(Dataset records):
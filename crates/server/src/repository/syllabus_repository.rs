use crate::entity::{assignment, document, semester, week};
use anyhow::{Result, anyhow};
use collegejump_core::domain::{
    AssignmentId, Body, DocumentId, Heading, SemesterId, WeekId, next_week_num,
    renumber_after_removal,
};
use sea_orm::{
    ActiveModelTrait, ActiveValue::Set, ColumnTrait, ConnectionTrait, EntityTrait,
    PaginatorTrait, QueryFilter, QueryOrder,
};

#[derive(Debug, Clone, PartialEq, Eq)]
pub struct SemesterRecord {
    pub id: SemesterId,
    pub name: String,
    pub order: i32,
}

#[derive(Debug, Clone, PartialEq, Eq)]
pub struct WeekRecord {
    pub id: WeekId,
    pub semester_id: SemesterId,
    pub week_num: i32,
    pub header: String,
    pub intro: String,
}

#[derive(Debug, Clone, PartialEq, Eq)]
pub struct AssignmentRecord {
    pub id: AssignmentId,
    pub week_id: WeekId,
    pub name: String,
    pub instructions: String,
}

#[derive(Debug, Clone, PartialEq, Eq)]
pub struct DocumentRecord {
    pub id: DocumentId,
    pub week_id: WeekId,
    pub name: String,
    pub size: usize,
}

#[derive(Debug, Clone)]
pub struct DocumentFile {
    pub name: String,
    pub data: Vec<u8>,
}

#[derive(Debug, Clone)]
pub struct AssignmentContent {
    pub name: Heading,
    pub instructions: Body,
}

pub struct SyllabusRepository<'c, C> {
    conn: &'c C,
}

impl<'c, C: ConnectionTrait> SyllabusRepository<'c, C> {
    pub fn new(conn: &'c C) -> Self {
        Self { conn }
    }

    fn map_semester(model: semester::Model) -> SemesterRecord {
        SemesterRecord {
            id: SemesterId::new(model.id),
            name: model.name,
            order: model.sort_order,
        }
    }

    fn map_week(model: week::Model) -> WeekRecord {
        WeekRecord {
            id: WeekId::new(model.id),
            semester_id: SemesterId::new(model.semester_id),
            week_num: model.week_num,
            header: model.header,
            intro: model.intro,
        }
    }

    fn map_assignment(model: assignment::Model) -> AssignmentRecord {
        AssignmentRecord {
            id: AssignmentId::new(model.id),
            week_id: WeekId::new(model.week_id),
            name: model.name,
            instructions: model.instructions,
        }
    }

    fn map_document(model: document::Model) -> DocumentRecord {
        DocumentRecord {
            id: DocumentId::new(model.id),
            week_id: WeekId::new(model.week_id),
            name: model.name,
            size: model.data.len(),
        }
    }

    pub async fn list_semesters(&self) -> Result<Vec<SemesterRecord>> {
        let models = semester::Entity::find()
            .order_by_asc(semester::Column::SortOrder)
            .order_by_asc(semester::Column::Id)
            .all(self.conn)
            .await?;

        Ok(models.into_iter().map(Self::map_semester).collect())
    }

    pub async fn find_semester(&self, semester_id: SemesterId) -> Result<Option<SemesterRecord>> {
        let model = semester::Entity::find_by_id(semester_id.into_inner())
            .one(self.conn)
            .await?;

        Ok(model.map(Self::map_semester))
    }

    pub async fn create_semester(&self, name: Heading, order: i32) -> Result<SemesterRecord> {
        let model = semester::ActiveModel {
            name: Set(name.into_inner()),
            sort_order: Set(order),
            ..Default::default()
        }
        .insert(self.conn)
        .await?;

        Ok(Self::map_semester(model))
    }

    pub async fn update_semester(
        &self,
        semester_id: SemesterId,
        name: Heading,
        order: i32,
    ) -> Result<Option<SemesterRecord>> {
        let Some(model) = semester::Entity::find_by_id(semester_id.into_inner())
            .one(self.conn)
            .await?
        else {
            return Ok(None);
        };

        let mut active_model: semester::ActiveModel = model.into();
        active_model.name = Set(name.into_inner());
        active_model.sort_order = Set(order);

        let updated = active_model.update(self.conn).await?;
        Ok(Some(Self::map_semester(updated)))
    }

    pub async fn delete_semester(&self, semester_id: SemesterId) -> Result<bool> {
        let result = semester::Entity::delete_by_id(semester_id.into_inner())
            .exec(self.conn)
            .await?;

        Ok(result.rows_affected > 0)
    }

    pub async fn weeks_of(&self, semester_id: SemesterId) -> Result<Vec<WeekRecord>> {
        let models = week::Entity::find()
            .filter(week::Column::SemesterId.eq(semester_id.into_inner()))
            .order_by_asc(week::Column::WeekNum)
            .all(self.conn)
            .await?;

        Ok(models.into_iter().map(Self::map_week).collect())
    }

    pub async fn find_week(
        &self,
        semester_id: SemesterId,
        week_num: i32,
    ) -> Result<Option<WeekRecord>> {
        let model = week::Entity::find()
            .filter(week::Column::SemesterId.eq(semester_id.into_inner()))
            .filter(week::Column::WeekNum.eq(week_num))
            .one(self.conn)
            .await?;

        Ok(model.map(Self::map_week))
    }

    pub async fn find_week_by_id(&self, week_id: WeekId) -> Result<Option<WeekRecord>> {
        let model = week::Entity::find_by_id(week_id.into_inner())
            .one(self.conn)
            .await?;

        Ok(model.map(Self::map_week))
    }

    pub async fn append_week(
        &self,
        semester_id: SemesterId,
        header: Heading,
        intro: Body,
    ) -> Result<WeekRecord> {
        let existing = week::Entity::find()
            .filter(week::Column::SemesterId.eq(semester_id.into_inner()))
            .count(self.conn)
            .await?;
        let existing = usize::try_from(existing)?;

        let model = week::ActiveModel {
            semester_id: Set(semester_id.into_inner()),
            week_num: Set(next_week_num(existing)),
            header: Set(header.into_inner()),
            intro: Set(intro.into_inner()),
            ..Default::default()
        }
        .insert(self.conn)
        .await?;

        Ok(Self::map_week(model))
    }

    pub async fn update_week(&self, week_id: WeekId, header: Heading, intro: Body) -> Result<WeekRecord> {
        let model = week::Entity::find_by_id(week_id.into_inner())
            .one(self.conn)
            .await?
            .ok_or_else(|| anyhow!("week {week_id} disappeared during update"))?;

        let mut active_model: week::ActiveModel = model.into();
        active_model.header = Set(header.into_inner());
        active_model.intro = Set(intro.into_inner());

        let updated = active_model.update(self.conn).await?;
        Ok(Self::map_week(updated))
    }

    pub async fn delete_week(&self, target: &WeekRecord) -> Result<usize> {
        week::Entity::delete_by_id(target.id.into_inner())
            .exec(self.conn)
            .await?;

        let remaining: Vec<(WeekId, i32)> = self
            .weeks_of(target.semester_id)
            .await?
            .into_iter()
            .map(|week| (week.id, week.week_num))
            .collect();

        let updates = renumber_after_removal(target.week_num, &remaining);
        for update in &updates {
            week::ActiveModel {
                id: Set(update.week_id.into_inner()),
                week_num: Set(update.week_num),
                ..Default::default()
            }
            .update(self.conn)
            .await?;
        }

        Ok(updates.len())
    }

    pub async fn assignment_of(&self, week_id: WeekId) -> Result<Option<AssignmentRecord>> {
        let model = assignment::Entity::find()
            .filter(assignment::Column::WeekId.eq(week_id.into_inner()))
            .order_by_asc(assignment::Column::Id)
            .one(self.conn)
            .await?;

        Ok(model.map(Self::map_assignment))
    }

    pub async fn find_assignment(
        &self,
        assignment_id: AssignmentId,
    ) -> Result<Option<AssignmentRecord>> {
        let model = assignment::Entity::find_by_id(assignment_id.into_inner())
            .one(self.conn)
            .await?;

        Ok(model.map(Self::map_assignment))
    }

    pub async fn set_assignment(
        &self,
        week_id: WeekId,
        content: Option<AssignmentContent>,
    ) -> Result<Option<AssignmentRecord>> {
        let existing = assignment::Entity::find()
            .filter(assignment::Column::WeekId.eq(week_id.into_inner()))
            .order_by_asc(assignment::Column::Id)
            .one(self.conn)
            .await?;

        match (existing, content) {
            (None, None) => Ok(None),
            (Some(_), None) => {
                assignment::Entity::delete_many()
                    .filter(assignment::Column::WeekId.eq(week_id.into_inner()))
                    .exec(self.conn)
                    .await?;
                Ok(None)
            }
            (None, Some(content)) => {
                let model = assignment::ActiveModel {
                    week_id: Set(week_id.into_inner()),
                    name: Set(content.name.into_inner()),
                    instructions: Set(content.instructions.into_inner()),
                    ..Default::default()
                }
                .insert(self.conn)
                .await?;
                Ok(Some(Self::map_assignment(model)))
            }
            (Some(model), Some(content)) => {
                let mut active_model: assignment::ActiveModel = model.into();
                active_model.name = Set(content.name.into_inner());
                active_model.instructions = Set(content.instructions.into_inner());
                let updated = active_model.update(self.conn).await?;
                Ok(Some(Self::map_assignment(updated)))
            }
        }
    }

    pub async fn documents_of(&self, week_id: WeekId) -> Result<Vec<DocumentRecord>> {
        let models = document::Entity::find()
            .filter(document::Column::WeekId.eq(week_id.into_inner()))
            .order_by_asc(document::Column::Id)
            .all(self.conn)
            .await?;

        Ok(models.into_iter().map(Self::map_document).collect())
    }

    pub async fn add_document(&self, week_id: WeekId, file: DocumentFile) -> Result<DocumentRecord> {
        let model = document::ActiveModel {
            week_id: Set(week_id.into_inner()),
            name: Set(file.name),
            data: Set(file.data),
            ..Default::default()
        }
        .insert(self.conn)
        .await?;

        Ok(Self::map_document(model))
    }

    pub async fn find_document(&self, document_id: DocumentId) -> Result<Option<DocumentFile>> {
        let model = document::Entity::find_by_id(document_id.into_inner())
            .one(self.conn)
            .await?;

        Ok(model.map(|model| DocumentFile {
            name: model.name,
            data: model.data,
        }))
    }

    pub async fn delete_document(&self, document_id: DocumentId) -> Result<bool> {
        let result = document::Entity::delete_by_id(document_id.into_inner())
            .exec(self.conn)
            .await?;

        Ok(result.rows_affected > 0)
    }
}
use sea_orm::entity::prelude::*;
use serde::{Deserialize, Serialize};

#[derive(Clone, Debug, PartialEq, Eq, DeriveEntityModel, Serialize, Deserialize)]
#[sea_orm(table_name = "assignment")]
pub struct Model {
    #[sea_orm(primary_key)]
    pub id: i32,
    pub week_id: i32,
    pub name: String,
    #[sea_orm(column_type = "Text")]
    pub instructions: String,
}

#[derive(Copy, Clone, Debug, EnumIter, DeriveRelation)]
pub enum Relation {
    #[sea_orm(
        belongs_to = "super::week::Entity",
        from = "Column::WeekId",
        to = "super::week::Column::Id",
        on_update = "NoAction",
        on_delete = "Cascade"
    )]
    Week,
    #[sea_orm(has_many = "super::submission::Entity")]
    Submission,
}

impl Related<super::week::Entity> for Entity {
    fn to() -> RelationDef {
        Relation::Week.def()
    }
}

impl Related<super::submission::Entity> for Entity {
    fn to() -> RelationDef {
        Relation::Submission.def()
    }
}

impl ActiveModelBehavior for ActiveModel {}
//! 整库导出与导入（zip）。
//!
//! ```text
//! manifest.json              格式标记、版本、各表行数
//! tables/<table>.json        每表一个 JSON 数组
//! blobs/documents/<id>       文档内容
//! blobs/submissions/<id>     提交附件
//! ```

use std::collections::{BTreeMap, HashSet};
use std::io::{Cursor, Read, Write};

use anyhow::Context;
use chrono::{NaiveDateTime, Utc};
use sea_orm::{
    ActiveModelTrait, ConnectionTrait, EntityTrait, IntoActiveModel, PaginatorTrait, QueryOrder,
};
use serde::{Deserialize, Serialize, de::DeserializeOwned};
use thiserror::Error;
use zip::write::FileOptions;
use zip::{CompressionMethod, ZipArchive, ZipWriter};

use crate::entity::{
    announcement, assignment, document, enrollment, feedback, mentorship, semester, session,
    submission, user, week,
};

pub const FORMAT: &str = "collegejump-export-v1";
pub const VERSION: u32 = 1;

const MANIFEST_ENTRY: &str = "manifest.json";
const INSERT_CHUNK: usize = 100;

const USERS: &str = "users";
const SEMESTERS: &str = "semesters";
const ENROLLMENTS: &str = "enrollments";
const MENTORSHIPS: &str = "mentorships";
const WEEKS: &str = "weeks";
const ASSIGNMENTS: &str = "assignments";
const DOCUMENTS: &str = "documents";
const SUBMISSIONS: &str = "submissions";
const FEEDBACK: &str = "feedback";
const ANNOUNCEMENTS: &str = "announcements";

#[derive(Debug, Error)]
pub enum ArchiveError {
    #[error("malformed archive: {0}")]
    Malformed(String),
    #[error(transparent)]
    Internal(#[from] anyhow::Error),
}

fn malformed(message: impl Into<String>) -> ArchiveError {
    ArchiveError::Malformed(message.into())
}

#[derive(Debug, Serialize, Deserialize)]
struct Manifest {
    format: String,
    version: u32,
    app_version: String,
    exported_at: NaiveDateTime,
    tables: BTreeMap<String, u64>,
}

#[derive(Debug, Clone, Default, PartialEq, Eq)]
pub struct Snapshot {
    pub users: Vec<user::Model>,
    pub semesters: Vec<semester::Model>,
    pub enrollments: Vec<enrollment::Model>,
    pub mentorships: Vec<mentorship::Model>,
    pub weeks: Vec<week::Model>,
    pub assignments: Vec<assignment::Model>,
    pub documents: Vec<document::Model>,
    pub submissions: Vec<submission::Model>,
    pub feedback: Vec<feedback::Model>,
    pub announcements: Vec<announcement::Model>,
}

pub async fn table_counts<C: ConnectionTrait>(conn: &C) -> anyhow::Result<BTreeMap<String, u64>> {
    Ok(BTreeMap::from([
        (USERS.to_string(), user::Entity::find().count(conn).await?),
        (SEMESTERS.to_string(), semester::Entity::find().count(conn).await?),
        (ENROLLMENTS.to_string(), enrollment::Entity::find().count(conn).await?),
        (MENTORSHIPS.to_string(), mentorship::Entity::find().count(conn).await?),
        (WEEKS.to_string(), week::Entity::find().count(conn).await?),
        (ASSIGNMENTS.to_string(), assignment::Entity::find().count(conn).await?),
        (DOCUMENTS.to_string(), document::Entity::find().count(conn).await?),
        (SUBMISSIONS.to_string(), submission::Entity::find().count(conn).await?),
        (FEEDBACK.to_string(), feedback::Entity::find().count(conn).await?),
        (ANNOUNCEMENTS.to_string(), announcement::Entity::find().count(conn).await?),
    ]))
}

impl Snapshot {
    pub async fn load<C: ConnectionTrait>(conn: &C) -> anyhow::Result<Self> {
        Ok(Self {
            users: user::Entity::find()
                .order_by_asc(user::Column::Id)
                .all(conn)
                .await?,
            semesters: semester::Entity::find()
                .order_by_asc(semester::Column::Id)
                .all(conn)
                .await?,
            enrollments: enrollment::Entity::find()
                .order_by_asc(enrollment::Column::UserId)
                .order_by_asc(enrollment::Column::SemesterId)
                .all(conn)
                .await?,
            mentorships: mentorship::Entity::find()
                .order_by_asc(mentorship::Column::MentorId)
                .order_by_asc(mentorship::Column::MenteeId)
                .all(conn)
                .await?,
            weeks: week::Entity::find()
                .order_by_asc(week::Column::Id)
                .all(conn)
                .await?,
            assignments: assignment::Entity::find()
                .order_by_asc(assignment::Column::Id)
                .all(conn)
                .await?,
            documents: document::Entity::find()
                .order_by_asc(document::Column::Id)
                .all(conn)
                .await?,
            submissions: submission::Entity::find()
                .order_by_asc(submission::Column::Id)
                .all(conn)
                .await?,
            feedback: feedback::Entity::find()
                .order_by_asc(feedback::Column::Id)
                .all(conn)
                .await?,
            announcements: announcement::Entity::find()
                .order_by_asc(announcement::Column::Id)
                .all(conn)
                .await?,
        })
    }

    pub fn counts(&self) -> BTreeMap<String, u64> {
        [
            (USERS, self.users.len()),
            (SEMESTERS, self.semesters.len()),
            (ENROLLMENTS, self.enrollments.len()),
            (MENTORSHIPS, self.mentorships.len()),
            (WEEKS, self.weeks.len()),
            (ASSIGNMENTS, self.assignments.len()),
            (DOCUMENTS, self.documents.len()),
            (SUBMISSIONS, self.submissions.len()),
            (FEEDBACK, self.feedback.len()),
            (ANNOUNCEMENTS, self.announcements.len()),
        ]
        .into_iter()
        .map(|(table, rows)| (table.to_string(), rows as u64))
        .collect()
    }

    pub fn to_zip(&self) -> anyhow::Result<Vec<u8>> {
        let mut zip = ZipWriter::new(Cursor::new(Vec::new()));
        let opts = FileOptions::default().compression_method(CompressionMethod::Deflated);

        let manifest = Manifest {
            format: FORMAT.to_string(),
            version: VERSION,
            app_version: env!("CARGO_PKG_VERSION").to_string(),
            exported_at: Utc::now().naive_utc(),
            tables: self.counts(),
        };
        zip.start_file(MANIFEST_ENTRY, opts)
            .context("failed to start manifest entry")?;
        zip.write_all(&serde_json::to_vec_pretty(&manifest)?)
            .context("failed to write manifest entry")?;

        write_table(&mut zip, opts, USERS, &self.users)?;
        write_table(&mut zip, opts, SEMESTERS, &self.semesters)?;
        write_table(&mut zip, opts, ENROLLMENTS, &self.enrollments)?;
        write_table(&mut zip, opts, MENTORSHIPS, &self.mentorships)?;
        write_table(&mut zip, opts, WEEKS, &self.weeks)?;
        write_table(&mut zip, opts, ASSIGNMENTS, &self.assignments)?;
        write_table(&mut zip, opts, DOCUMENTS, &self.documents)?;
        write_table(&mut zip, opts, SUBMISSIONS, &self.submissions)?;
        write_table(&mut zip, opts, FEEDBACK, &self.feedback)?;
        write_table(&mut zip, opts, ANNOUNCEMENTS, &self.announcements)?;

        for document in &self.documents {
            write_blob(&mut zip, opts, &document_blob(document.id), &document.data)?;
        }
        for submission in &self.submissions {
            if let Some(data) = &submission.attachment {
                write_blob(&mut zip, opts, &submission_blob(submission.id), data)?;
            }
        }

        let cursor = zip.finish().context("failed to finalize archive")?;
        Ok(cursor.into_inner())
    }

    /// 解码并校验归档，不访问数据库。
    pub fn from_zip(bytes: &[u8]) -> Result<Self, ArchiveError> {
        let mut archive = ZipArchive::new(Cursor::new(bytes))
            .map_err(|err| malformed(format!("not a zip archive: {err}")))?;

        let manifest: Manifest = serde_json::from_slice(&read_entry(&mut archive, MANIFEST_ENTRY)?)
            .map_err(|err| malformed(format!("invalid manifest: {err}")))?;
        if manifest.format != FORMAT {
            return Err(malformed(format!(
                "unsupported archive format `{}`",
                manifest.format
            )));
        }
        if manifest.version > VERSION {
            return Err(malformed(format!(
                "archive version {} is newer than supported version {VERSION}",
                manifest.version
            )));
        }

        let mut snapshot = Self {
            users: read_table(&mut archive, &manifest, USERS)?,
            semesters: read_table(&mut archive, &manifest, SEMESTERS)?,
            enrollments: read_table(&mut archive, &manifest, ENROLLMENTS)?,
            mentorships: read_table(&mut archive, &manifest, MENTORSHIPS)?,
            weeks: read_table(&mut archive, &manifest, WEEKS)?,
            assignments: read_table(&mut archive, &manifest, ASSIGNMENTS)?,
            documents: read_table(&mut archive, &manifest, DOCUMENTS)?,
            submissions: read_table(&mut archive, &manifest, SUBMISSIONS)?,
            feedback: read_table(&mut archive, &manifest, FEEDBACK)?,
            announcements: read_table(&mut archive, &manifest, ANNOUNCEMENTS)?,
        };

        for document in &mut snapshot.documents {
            document.data = read_entry(&mut archive, &document_blob(document.id))?;
        }
        for submission in &mut snapshot.submissions {
            if submission.filename.is_some() {
                submission.attachment =
                    Some(read_entry(&mut archive, &submission_blob(submission.id))?);
            }
        }

        snapshot.check_references()?;
        Ok(snapshot)
    }

    fn check_references(&self) -> Result<(), ArchiveError> {
        let users = unique_ids(USERS, self.users.iter().map(|row| row.id))?;
        let semesters = unique_ids(SEMESTERS, self.semesters.iter().map(|row| row.id))?;
        let weeks = unique_ids(WEEKS, self.weeks.iter().map(|row| row.id))?;
        let assignments = unique_ids(ASSIGNMENTS, self.assignments.iter().map(|row| row.id))?;
        unique_ids(DOCUMENTS, self.documents.iter().map(|row| row.id))?;
        let submissions = unique_ids(SUBMISSIONS, self.submissions.iter().map(|row| row.id))?;
        unique_ids(FEEDBACK, self.feedback.iter().map(|row| row.id))?;
        unique_ids(ANNOUNCEMENTS, self.announcements.iter().map(|row| row.id))?;

        let mut emails = HashSet::new();
        for row in &self.users {
            if !emails.insert(row.email.as_str()) {
                return Err(malformed(format!("duplicate user email `{}`", row.email)));
            }
        }

        for row in &self.enrollments {
            require(ENROLLMENTS, "user_id", row.user_id, &users)?;
            require(ENROLLMENTS, "semester_id", row.semester_id, &semesters)?;
        }
        for row in &self.mentorships {
            require(MENTORSHIPS, "mentor_id", row.mentor_id, &users)?;
            require(MENTORSHIPS, "mentee_id", row.mentee_id, &users)?;
        }

        let mut week_slots = HashSet::new();
        for row in &self.weeks {
            require(WEEKS, "semester_id", row.semester_id, &semesters)?;
            if !week_slots.insert((row.semester_id, row.week_num)) {
                return Err(malformed(format!(
                    "semester {} has two weeks numbered {}",
                    row.semester_id, row.week_num
                )));
            }
        }
        for row in &self.assignments {
            require(ASSIGNMENTS, "week_id", row.week_id, &weeks)?;
        }
        for row in &self.documents {
            require(DOCUMENTS, "week_id", row.week_id, &weeks)?;
        }
        for row in &self.submissions {
            require(SUBMISSIONS, "assignment_id", row.assignment_id, &assignments)?;
            require(SUBMISSIONS, "author_id", row.author_id, &users)?;
        }
        for row in &self.feedback {
            require(FEEDBACK, "submission_id", row.submission_id, &submissions)?;
            require(FEEDBACK, "author_id", row.author_id, &users)?;
        }

        Ok(())
    }

    /// 用快照替换所有表，须在事务内调用。导入后仍存在的用户保留会话。
    pub async fn restore<C: ConnectionTrait>(self, conn: &C) -> anyhow::Result<()> {
        let user_ids: HashSet<i32> = self.users.iter().map(|row| row.id).collect();
        let sessions: Vec<session::Model> = session::Entity::find()
            .all(conn)
            .await?
            .into_iter()
            .filter(|row| user_ids.contains(&row.user_id))
            .collect();

        session::Entity::delete_many().exec(conn).await?;
        feedback::Entity::delete_many().exec(conn).await?;
        submission::Entity::delete_many().exec(conn).await?;
        document::Entity::delete_many().exec(conn).await?;
        assignment::Entity::delete_many().exec(conn).await?;
        week::Entity::delete_many().exec(conn).await?;
        enrollment::Entity::delete_many().exec(conn).await?;
        mentorship::Entity::delete_many().exec(conn).await?;
        semester::Entity::delete_many().exec(conn).await?;
        announcement::Entity::delete_many().exec(conn).await?;
        user::Entity::delete_many().exec(conn).await?;

        insert_all::<_, user::ActiveModel>(conn, self.users).await?;
        insert_all::<_, semester::ActiveModel>(conn, self.semesters).await?;
        insert_all::<_, enrollment::ActiveModel>(conn, self.enrollments).await?;
        insert_all::<_, mentorship::ActiveModel>(conn, self.mentorships).await?;
        insert_all::<_, week::ActiveModel>(conn, self.weeks).await?;
        insert_all::<_, assignment::ActiveModel>(conn, self.assignments).await?;
        insert_all::<_, document::ActiveModel>(conn, self.documents).await?;
        insert_all::<_, submission::ActiveModel>(conn, self.submissions).await?;
        insert_all::<_, feedback::ActiveModel>(conn, self.feedback).await?;
        insert_all::<_, announcement::ActiveModel>(conn, self.announcements).await?;
        insert_all::<_, session::ActiveModel>(conn, sessions).await?;

        Ok(())
    }
}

(Exercise): Check each line above for "FileOptions" and return the ones that have it.

(Written reply):
use zip::write::FileOptions;
        let opts = FileOptions::default().compression_method(CompressionMethod::Deflated);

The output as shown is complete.